分類アルゴリズムは、R

を使用してテキストのために私が使用していますが、私は予測する新しい文書のための私は、テキスト「説明」と分類アルゴリズムは、R

スクリプト以下の「クラス」の過去のデータを使用して新しい文書のクラスを予測したかったですより正確な精度を得ることができない場合、どのアルゴリズムを使用して精度を上げることができるかを知る手助けができます。ご意見をお聞かせください。

library(plyr) 
library(tm) 
library(e1071) 

setwd("C:/Data") 

past <- read.csv("Past - Copy.csv",header=T,na.strings=c("")) 
future <- read.csv("Future - Copy.csv",header=T,na.strings=c("")) 

training <- rbind.fill(past,future) 

Res_Desc_Train <- subset(training,select=c("Class","Description")) 

##Step 1 : Create Document Matrix of ticket Descriptions available past data 

docs <- Corpus(VectorSource(Res_Desc_Train$Description)) 
docs <-tm_map(docs,content_transformer(tolower)) 

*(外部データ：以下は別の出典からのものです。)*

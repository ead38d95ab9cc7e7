//! Rotten Tomatoes metadata provider.
//!
//! One call per search: `movies.json` already embeds the cast, posters, and
//! IMDB cross-reference, so no per-title enrichment is needed. The IMDB id is
//! reported without its `tt` prefix and is normalized on the way in.

use async_trait::async_trait;
use reelsearch_common::{ProviderError, ProviderId, SearchQuery, SearchRecord, StreamLinkTemplate};
use serde::Deserialize;

use super::http::{self, RawId};
use crate::config::RottenTomatoesConfig;
use crate::metadata::provider::SearchProvider;

// ---------------------------------------------------------------------------
// Rotten Tomatoes API response types (private)
// ---------------------------------------------------------------------------

#[derive(Debug, Deserialize)]
struct RtSearchResponse {
    #[serde(default)]
    movies: Vec<RtMovie>,
    /// Present instead of `movies` when the API rejects the request.
    error: Option<String>,
}

#[derive(Debug, Deserialize)]
struct RtMovie {
    id: RawId,
    #[serde(default)]
    title: String,
    synopsis: Option<String>,
    alternate_ids: Option<RtAlternateIds>,
    #[serde(default)]
    abridged_cast: Vec<RtCastMember>,
    posters: Option<RtPosters>,
}

#[derive(Debug, Deserialize)]
struct RtAlternateIds {
    imdb: Option<String>,
}

#[derive(Debug, Deserialize)]
struct RtCastMember {
    name: String,
}

#[derive(Debug, Deserialize)]
struct RtPosters {
    thumbnail: Option<String>,
    profile: Option<String>,
    detailed: Option<String>,
    original: Option<String>,
}

impl RtPosters {
    fn into_urls(self) -> Vec<String> {
        [self.thumbnail, self.profile, self.detailed, self.original]
            .into_iter()
            .flatten()
            .collect()
    }
}

// ---------------------------------------------------------------------------
// Provider implementation
// ---------------------------------------------------------------------------

/// Rotten Tomatoes search provider.
pub struct RottenTomatoesProvider {
    client: reqwest::Client,
    api_key: String,
    base_url: String,
    stream: StreamLinkTemplate,
}

impl RottenTomatoesProvider {
    pub fn new(api_key: String, base_url: String, stream: StreamLinkTemplate) -> Self {
        Self {
            client: http::build_client(),
            api_key,
            base_url,
            stream,
        }
    }

    pub fn from_config(config: &RottenTomatoesConfig, stream: StreamLinkTemplate) -> Self {
        Self::new(config.api_key.clone(), config.base_url.clone(), stream)
    }

    fn to_record(&self, movie: RtMovie) -> SearchRecord {
        let imdb = movie.alternate_ids.and_then(|ids| ids.imdb);
        SearchRecord::new(movie.id.to_string(), movie.title)
            .with_plot(movie.synopsis)
            .with_imdb_id(imdb.as_deref(), &self.stream)
            .with_actors(movie.abridged_cast.into_iter().map(|c| c.name).collect())
            .with_banners(movie.posters.map(RtPosters::into_urls).unwrap_or_default())
    }
}

#[async_trait]
impl SearchProvider for RottenTomatoesProvider {
    fn id(&self) -> ProviderId {
        ProviderId::RottenTomatoes
    }

    fn is_available(&self) -> bool {
        !self.api_key.is_empty()
    }

    async fn search(&self, query: &SearchQuery) -> Result<Vec<SearchRecord>, ProviderError> {
        let url = http::join_url(&self.base_url, "/movies.json");
        let body: RtSearchResponse = http::get_json(
            &self.client,
            self.id(),
            &url,
            &[("apikey", self.api_key.as_str()), ("q", query.as_str())],
            None,
        )
        .await?;

        if let Some(error) = body.error {
            return Err(ProviderError::decode(
                self.id(),
                format!("API reported an error: {error}"),
            ));
        }

        Ok(body.movies.into_iter().map(|m| self.to_record(m)).collect())
    }
}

#remove potentially problematic symbols 
toSpace <- content_transformer(function(x, pattern) { return (gsub(pattern, " ", x))}) 
removeSpecialChars <- function(x) gsub("[^a-zA-Z0-9 ]","",x) 
docs <- tm_map(docs, content_transformer(tolower)) 
docs <- tm_map(docs, removeNumbers) 
docs <- tm_map(docs, removePunctuation) 
docs <- tm_map(docs, stripWhitespace) 
docs <- tm_map(docs, removeWords, stopwords('english')) 


#inspect(docs[440]) 
dataframe<-data.frame(text=unlist(sapply(docs, `[`, "content")), stringsAsFactors=F) 

dtm <- DocumentTermMatrix(docs,control=list(stopwords=FALSE,wordLengths =c(2,Inf))) 

##Let's remove the variables which are 95% or more sparse. 
dtm <- removeSparseTerms(dtm,sparse = 0.95) 

Weighteddtm <- weightTfIdf(dtm,normalize=TRUE) 
mat.df <- as.data.frame(data.matrix(Weighteddtm), stringsAsfactors = FALSE) 
mat.df <- cbind(mat.df, Res_Desc_Train$Class) 
colnames(mat.df)[ncol(mat.df)] <- "Class" 
Assignment.Distribution <- table(mat.df$Class) 

Res_Desc_Train_Assign <- mat.df$Class 

Assignment.Distribution <- table(mat.df$Class) 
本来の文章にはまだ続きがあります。